Prawdę która zbawia i daje życie, czy może wahanie, rozterki, niepewność, wątpliwość, defetyzm i ciągłe bicie się w piersi? Nie sposób się więc dziwić, że wydrążeni przez lata życia w atmosferze wulgarnego materializmu, pogoni za ziemskim, konsumpcyjnym rajem i wyjałowieni prymitywnym hedonizmem, gwałtownie złaknieni duchowości, współcześni Europejczycy, pochodzący nierzadko z agnostycznych, niemających od kilku pokoleń nic wspólnego z jakąkolwiek religią rodzin, wybierają z jednej strony tak obcy dla nich cywilizacyjnie islam, lub sięgają po jakieś kuriozalne, neopogańskie reminiscencje z drugiej, skoro nikt nie pokazał im, jak naprawdę wygląda, czym się wyróżnia i co oznacza rzymski katolicyzm. Zdaję sobie sprawę, że to są naprawdę zatrważające konstatacje, ale nie można od nich uciekać tylko dlatego, iż mogą wywoływać w sercach różnych, bajających o „nowej wiośnie Kościoła” posoborowych pięknoduchów, uczucia lęku i trwogi. Trzeba też zupełnie otwarcie, bez względu na to, jak oburzające by sie na pozór wydawały, zadać pewne kluczowe pytania, jeżeli chce się zrozumieć ogrom dzisiejszego kryzysu i poszukać środków zaradczych, pozwalających na jego przezwyciężenie.

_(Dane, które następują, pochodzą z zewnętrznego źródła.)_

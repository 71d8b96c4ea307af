//! URL and request-body builders for the KSÍ services.

use crate::constants::SOAP_NAMESPACE;
use crate::data_fetcher::models::DiscoveryQuery;

const TOURNAMENT_LIST_PATH: &str = "/mot/leikir-og-mot/oll-mot/";
const MATCH_LIST_PATH: &str = "/mot/leikir-og-mot/leiksedill/";

/// SOAP action name that lists the matches of one tournament.
pub const MATCH_LIST_ACTION: &str = "MotLeikir";
/// SOAP action name that lists the tournaments of one age group.
pub const TOURNAMENT_LIST_ACTION: &str = "MotAflog";
/// SOAP action name that returns the league table of one tournament.
pub const STANDINGS_ACTION: &str = "MotStada";

/// Value of the `SOAPAction` header for `action`, quoted as SOAP 1.1 expects.
pub fn build_soap_action(action: &str) -> String {
    format!("\"{SOAP_NAMESPACE}{action}\"")
}

/// Wraps an action body in a SOAP 1.1 envelope.
pub fn build_soap_envelope(body: &str) -> String {
    format!(
        r#"<?xml version="1.0" encoding="utf-8"?>
<soap:Envelope xmlns:soap="http://schemas.xmlsoap.org/soap/envelope/"
               xmlns:xsi="http://www.w3.org/2001/XMLSchema-instance"
               xmlns:xsd="http://www.w3.org/2001/XMLSchema"
               xmlns:tns="{SOAP_NAMESPACE}">
    <soap:Body>
        {body}
    </soap:Body>
</soap:Envelope>"#
    )
}

fn build_single_argument_envelope(action: &str, argument: &str, value: u32) -> String {
    build_soap_envelope(&format!(
        "<tns:{action}><tns:{argument}>{value}</tns:{argument}></tns:{action}>"
    ))
}

/// Envelope for the `MotLeikir` call.
pub fn build_match_list_envelope(tournament_id: u32) -> String {
    build_single_argument_envelope(MATCH_LIST_ACTION, "MotNumer", tournament_id)
}

/// Envelope for the `MotAflog` call.
pub fn build_tournament_list_envelope(age_group_id: u32) -> String {
    build_single_argument_envelope(TOURNAMENT_LIST_ACTION, "FlokkurNumer", age_group_id)
}

/// Envelope for the `MotStada` call.
pub fn build_standings_envelope(tournament_id: u32) -> String {
    build_single_argument_envelope(STANDINGS_ACTION, "MotNumer", tournament_id)
}

/// Tournament listing page for one discovery query.
pub fn build_tournament_list_url(base_url: &str, query: &DiscoveryQuery) -> String {
    format!(
        "{}{TOURNAMENT_LIST_PATH}?filter=&flokkur={}&tegund={}&ar={}&kyn={}",
        base_url.trim_end_matches('/'),
        query.age_group_id,
        query.tournament_type,
        query.year,
        query.gender
    )
}

/// Match listing page of one tournament.
pub fn build_match_list_url(base_url: &str, tournament_id: u32) -> String {
    format!(
        "{}{MATCH_LIST_PATH}?motnumer={tournament_id}",
        base_url.trim_end_matches('/')
    )
}

/// Value of `param=` in an href, up to the next `&`.
pub fn extract_query_param<'a>(href: &'a str, param: &str) -> Option<&'a str> {
    let needle = format!("{param}=");
    let start = href.find(&needle)? + needle.len();
    let value = href[start..].split('&').next().unwrap_or_default();
    (!value.is_empty()).then_some(value)
}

Należy sobie więc otwarcie i bez zbędnych niedomówień powiedzieć – meaculpizm, wraz ze swoją uwłaczającą Kościołowi świętemu retoryką i dosłownie odzierający nas z dumy bycia katolikiem, do Wiary nie przyciągnie dosłownie nikogo, ani heretyków, ani pogan, ani żydów, ani muzułmanów, ani ateistów – nikogo! Nasza Wiara, Wiara święta, katolicka i apostolska, opiera się bowiem na dogmacie i niezachwianej pewności, wyłącznym posiadaniu środków zbawczych w postaci przez przekazanych nam przez Chrystusa świętych sakramentów, a nie ciągłej wątpliwości i jakimś modernistycznym, permanentnym poszukiwaniu prawdy dla samej radości z jej poszukiwania… Tego też – jasnego przekazu, pewnych kryteriów i stałych punktów odniesienia, oczekują konwertyci i to Kościół przez wieki im dawał. A jaką wiadomość otrzymali, gdy ujrzeli polskiego Papieża, zastępcę Chrystusa na ziemi, widzialną głowę Kościoła (biskup Wojtyła z powodu głoszonych herezji nigdy nie był papieżem - przyp. Redakcji RCR), w heretyckim zborze, w meczecie, pod ścianą płaczu i przepraszającego za tak liczne w minionych wiekach tryumfy katolickiego oręża? Że przechodząc na łono Kościoła, trafiają do społeczności boskiej, doskonałej, świętej, bez żadnej skazy, ni zmarszczki? Czy też raczej czysto ludzkiej instytucji, jak wszystko co ziemskie splamionej przez grzech, poddanej korupcji, naznaczonej błędami i niedoskonałościami? Doprawdy, to haniebne wyrzekanie się najchwalebniejszych wiktorii katolicyzmu, jest czymś potwornym, gdyż w ostateczności godzi w świętość Chrystusowej Oblubienicy, rzymskiego i apostolskiego Kościoła, a nawet – piszę te słowa z autentycznym drżeniem ręki i prawdziwą zgrozą, sam majestat boskiego Autora największego, niepowtarzalnego, bezprecedensowego, jedynego takiego w całej historii, bo odniesionego nad śmiercią, piekłem, grzechem i Szatanem, zwycięstwa.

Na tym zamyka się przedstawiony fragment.